Themes:  Race and Ethnicity

This topic is obviously of primary importance in Hawai'i and the theme has produced a voluminous amount of material. Recent scholarship has begun to question, however tentatively, the conventional view that Hawai'i is a multicultural paradise. The stereotyped image of Hawai'i as a place of uncommonly calm race relations grew especially prominent in the early 20th century in the years just after the Annexation. U.S. citizens were eager to know more about Hawai'i and locally produced studies, both scholarly and informal, enthusiastically presented Hawai'i's best face.

Children in costume

Given the degree of racial terrorism in many parts of the United States in the early 20th century, it is a small wonder that Hawai'i seemed like a racial paradise. However, the notable lack of lynchings, race riots, or overt segregation based solely on color is hardly a standard of excellence. As Honolulu grew, so too did episodes of racial and ethnic tension. Neighborhoods and schools were segregated based on class. It happened in Honolulu, more so than in other urban areas, that class was overtly racialized. In other words, the chances were that an Asian or Hawaiian or part-Hawaiian in Honolulu in 1920 was more likely to be working class or poor. Because the vast majority of Asians in Hawai'i had come to work on the plantations, by this early point in the 20th century they were not likely to have made significant strides up the economic ladder.
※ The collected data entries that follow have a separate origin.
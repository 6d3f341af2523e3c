use dimap::core::geocoding::{
    AffineTransform, CrsGeoCoding, GcpGeoCoding, GcpMethod, Placemark, Polynomial,
};
use dimap::core::{Band, Datum, GeoCoding, Product, TiePointGrid};
use dimap::io::{DimapProductReader, DimapProductWriter, Document, ProductBuilder, ReaderConfig, WriterConfig};
use dimap::{DataType, DiagnosticKind, ProgressMonitor};
use ndarray::array;
use std::sync::Arc;
use tempfile::TempDir;

const WGS84_WKT: &str =
    "GEOGCS[\"WGS84(DD)\", DATUM[\"WGS84\", SPHEROID[\"WGS84\", 6378137.0, 298.257223563]]]";

fn init_logging() {
    let _ = env_logger::builder().is_test(true).try_init();
}

fn header(geocoding: &str) -> String {
    format!(
        "<?xml version=\"1.0\" encoding=\"ISO-8859-1\"?>\
         <Dimap_Document name=\"poly.dim\">\
           <Dataset_Id><DATASET_NAME>poly</DATASET_NAME></Dataset_Id>\
           <Production><PRODUCT_TYPE>TEST</PRODUCT_TYPE></Production>\
           {}\
           <Raster_Dimensions><NCOLS>100</NCOLS><NROWS>50</NROWS><NBANDS>0</NBANDS></Raster_Dimensions>\
         </Dimap_Document>",
        geocoding
    )
}

fn polynomial_header(lc: &str, ic: &str) -> String {
    header(&format!(
        "<Coordinate_Reference_System><Horizontal_CS><HORIZONTAL_CS_TYPE>GEOGRAPHIC</HORIZONTAL_CS_TYPE>\
           <Geographic_CS><Horizontal_Datum><HORIZONTAL_DATUM_NAME>WGS84</HORIZONTAL_DATUM_NAME>\
             <Ellipsoid><ELLIPSOID_NAME>WGS84</ELLIPSOID_NAME><Ellipsoid_Parameters>\
               <ELLIPSOID_MAJ_AXIS unit=\"M\">6378137.0</ELLIPSOID_MAJ_AXIS>\
               <ELLIPSOID_MIN_AXIS unit=\"M\">6356752.3</ELLIPSOID_MIN_AXIS>\
             </Ellipsoid_Parameters></Ellipsoid>\
           </Horizontal_Datum></Geographic_CS></Horizontal_CS></Coordinate_Reference_System>\
         <Geoposition>\
           <Geoposition_Insert><ULXMAP>0.5</ULXMAP><ULYMAP>0.5</ULYMAP><XDIM>1.0</XDIM><YDIM>1.0</YDIM></Geoposition_Insert>\
           <Simplified_Location_Model>\
             <Direct_Location_Model order=\"1\">\
               <lc_List>{lc}</lc_List>\
               <pc_List><pc index=\"0\">45.0</pc><pc index=\"1\">0.0</pc><pc index=\"2\">-0.01</pc></pc_List>\
             </Direct_Location_Model>\
             <Reverse_Location_Model order=\"1\">\
               <ic_List>{ic}</ic_List>\
               <jc_List><jc index=\"0\">4500.0</jc><jc index=\"1\">0.0</jc><jc index=\"2\">-100.0</jc></jc_List>\
             </Reverse_Location_Model>\
           </Simplified_Location_Model>\
         </Geoposition>",
        lc = lc,
        ic = ic
    ))
}

#[test]
fn test_coefficient_index_order_independence() {
    init_logging();
    let canonical = polynomial_header(
        "<lc index=\"0\">5.0</lc><lc index=\"1\">0.01</lc><lc index=\"2\">0.0</lc>",
        "<ic index=\"0\">-500.0</ic><ic index=\"1\">100.0</ic><ic index=\"2\">0.0</ic>",
    );
    let shuffled = polynomial_header(
        "<lc index=\"2\">0.0</lc><lc index=\"0\">5.0</lc><lc index=\"1\">0.01</lc>",
        "<ic index=\"1\">100.0</ic><ic index=\"2\">0.0</ic><ic index=\"0\">-500.0</ic>",
    );

    let config = ReaderConfig::default();
    let monitor = ProgressMonitor::new();
    let decode = |xml: &str| {
        let doc = Document::parse_str(xml).unwrap();
        let outcome = ProductBuilder::build(&doc, &config, &monitor).unwrap();
        outcome.product.scene_geocoding.clone().expect("polynomial geocoding")
    };

    let a = decode(&canonical);
    let b = decode(&shuffled);
    assert!(a.is_equivalent(&b));
    match &*b {
        GeoCoding::Polynomial(p) => {
            assert_eq!(p.lambda.coefficients, vec![5.0, 0.01, 0.0]);
            assert_eq!(p.x.coefficients, vec![-500.0, 100.0, 0.0]);
        }
        other => panic!("expected a polynomial geocoding, got {:?}", other),
    }

    let pos = b.pixel_to_geo(10.0, 20.0).unwrap();
    println!("pixel (10, 20) -> {:?}", pos);
    assert!((pos.lon - 5.105).abs() < 1e-9);
    assert!((pos.lat - 44.795).abs() < 1e-9);
}

#[test]
fn test_crs_preferred_over_tie_point_grids() {
    init_logging();
    let dir = TempDir::new().unwrap();
    let path = dir.path().join("both.dim");
    let monitor = ProgressMonitor::new();

    let mut product = Product::new("both", "TEST", 20, 20);
    product.add_band(Band::new("b1", DataType::Float32, 20, 20)).unwrap();
    product
        .add_tie_point_grid(
            TiePointGrid::new("latitude", 2, 2, 0.5, 0.5, 19.0, 19.0)
                .with_data(array![[50.0f32, 50.0], [49.0, 49.0]])
                .unwrap(),
        )
        .unwrap();
    product
        .add_tie_point_grid(
            TiePointGrid::new("longitude", 2, 2, 0.5, 0.5, 19.0, 19.0)
                .with_data(array![[10.0f32, 11.0], [10.0, 11.0]])
                .unwrap(),
        )
        .unwrap();
    product.set_scene_geocoding(Arc::new(GeoCoding::Crs(CrsGeoCoding {
        wkt: WGS84_WKT.to_string(),
        image_to_map: AffineTransform::from_flat(&[0.05, 0.0, 0.0, -0.05, 10.0, 50.0]).unwrap(),
        geographic: true,
    })));

    DimapProductWriter::new(WriterConfig::default())
        .write(&mut product, &path, &monitor)
        .unwrap();

    // add a tie-point description next to the CRS one
    let text = std::fs::read_to_string(&path).unwrap();
    let patched = text.replacen(
        "</IMAGE_TO_MODEL_TRANSFORM>",
        "</IMAGE_TO_MODEL_TRANSFORM><Geoposition_Points>\
           <TIE_POINT_GRID_NAME_LAT>latitude</TIE_POINT_GRID_NAME_LAT>\
           <TIE_POINT_GRID_NAME_LON>longitude</TIE_POINT_GRID_NAME_LON></Geoposition_Points>",
        1,
    );
    assert_ne!(text, patched);
    std::fs::write(&path, patched).unwrap();

    let reader = DimapProductReader::open(&path, &ReaderConfig::default(), &monitor).unwrap();
    let gc = reader.product().scene_geocoding.clone().unwrap();
    assert!(matches!(*gc, GeoCoding::Crs(_)), "got {}", gc.variant_name());
}

#[test]
fn test_tie_point_geocoding_without_crs() {
    init_logging();
    let dir = TempDir::new().unwrap();
    let path = dir.path().join("tp.dim");
    let monitor = ProgressMonitor::new();

    let mut product = Product::new("tp", "TEST", 20, 20);
    product
        .add_tie_point_grid(
            TiePointGrid::new("latitude", 2, 2, 0.5, 0.5, 19.0, 19.0)
                .with_data(array![[50.0f32, 50.0], [49.0, 49.0]])
                .unwrap(),
        )
        .unwrap();
    product
        .add_tie_point_grid(
            TiePointGrid::new("longitude", 2, 2, 0.5, 0.5, 19.0, 19.0)
                .with_data(array![[179.5f32, -179.5], [179.5, -179.5]])
                .unwrap(),
        )
        .unwrap();
    DimapProductWriter::new(WriterConfig::default())
        .write(&mut product, &path, &monitor)
        .unwrap();

    let reader = DimapProductReader::open(&path, &ReaderConfig::default(), &monitor).unwrap();
    let gc = reader.product().scene_geocoding.clone().expect("tie-point fallback");
    match &*gc {
        GeoCoding::TiePoint(tp) => {
            assert_eq!(tp.lat_grid, "latitude");
            assert_eq!(tp.discontinuity, dimap::core::Discontinuity::At180);
        }
        other => panic!("expected a tie-point geocoding, got {:?}", other),
    }

    // without grid payloads there is nothing to resolve
    let config = ReaderConfig {
        load_tie_point_grids: false,
        ..ReaderConfig::default()
    };
    let reader = DimapProductReader::open(&path, &config, &monitor).unwrap();
    assert!(reader.product().scene_geocoding.is_none());
    assert!(reader
        .diagnostics()
        .iter()
        .any(|d| d.kind == DiagnosticKind::GeocodingUnresolved));
}

#[test]
fn test_degenerate_gcp_geocoding_falls_back_to_original() {
    init_logging();
    let dir = TempDir::new().unwrap();
    let path = dir.path().join("gcp.dim");
    let monitor = ProgressMonitor::new();

    let mut product = Product::new("gcp", "TEST", 30, 30);
    product.add_band(Band::new("b1", DataType::Float32, 30, 30)).unwrap();
    // collinear points cannot support a second-order model
    product.gcps = vec![
        Placemark::new("gcp_1", 0.5, 0.5, 50.0, 10.0),
        Placemark::new("gcp_2", 10.5, 10.5, 49.9, 10.1),
        Placemark::new("gcp_3", 20.5, 20.5, 49.8, 10.2),
        Placemark::new("gcp_4", 25.5, 25.5, 49.75, 10.25),
        Placemark::new("gcp_5", 28.5, 28.5, 49.72, 10.28),
        Placemark::new("gcp_6", 29.5, 29.5, 49.71, 10.29),
    ];
    let original = GeoCoding::Crs(CrsGeoCoding {
        wkt: WGS84_WKT.to_string(),
        image_to_map: AffineTransform::from_flat(&[0.01, 0.0, 0.0, -0.01, 10.0, 50.0]).unwrap(),
        geographic: true,
    });
    let gcp = GcpGeoCoding {
        method: GcpMethod::Polynomial2,
        points: product.gcps.clone(),
        datum: Datum::wgs84(),
        lon_model: Polynomial::new(2, vec![0.0; 6]),
        lat_model: Polynomial::new(2, vec![0.0; 6]),
        original: Some(Box::new(original.clone())),
    };
    product.set_scene_geocoding(Arc::new(GeoCoding::Gcp(gcp)));

    DimapProductWriter::new(WriterConfig::default())
        .write(&mut product, &path, &monitor)
        .unwrap();
    let reader = DimapProductReader::open(&path, &ReaderConfig::default(), &monitor).unwrap();
    assert_eq!(reader.product().gcps.len(), 6);

    let gc = reader.product().scene_geocoding.clone().expect("original geocoding");
    assert!(gc.is_equivalent(&original), "got {}", gc.variant_name());
}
The best example of this is the Portuguese community which has always occupied a middle position between Whites and non-Whites in Hawai'i. Because they too came to Hawai'i as plantation workers, they did not readily blend in with Haole people already here who occupied the top tier of local society along with Hawaiian ali'i. Any understanding of the dynamics of race and ethnicity in Hawai'i has to engage the significance of class lines and how they were understood in local culture.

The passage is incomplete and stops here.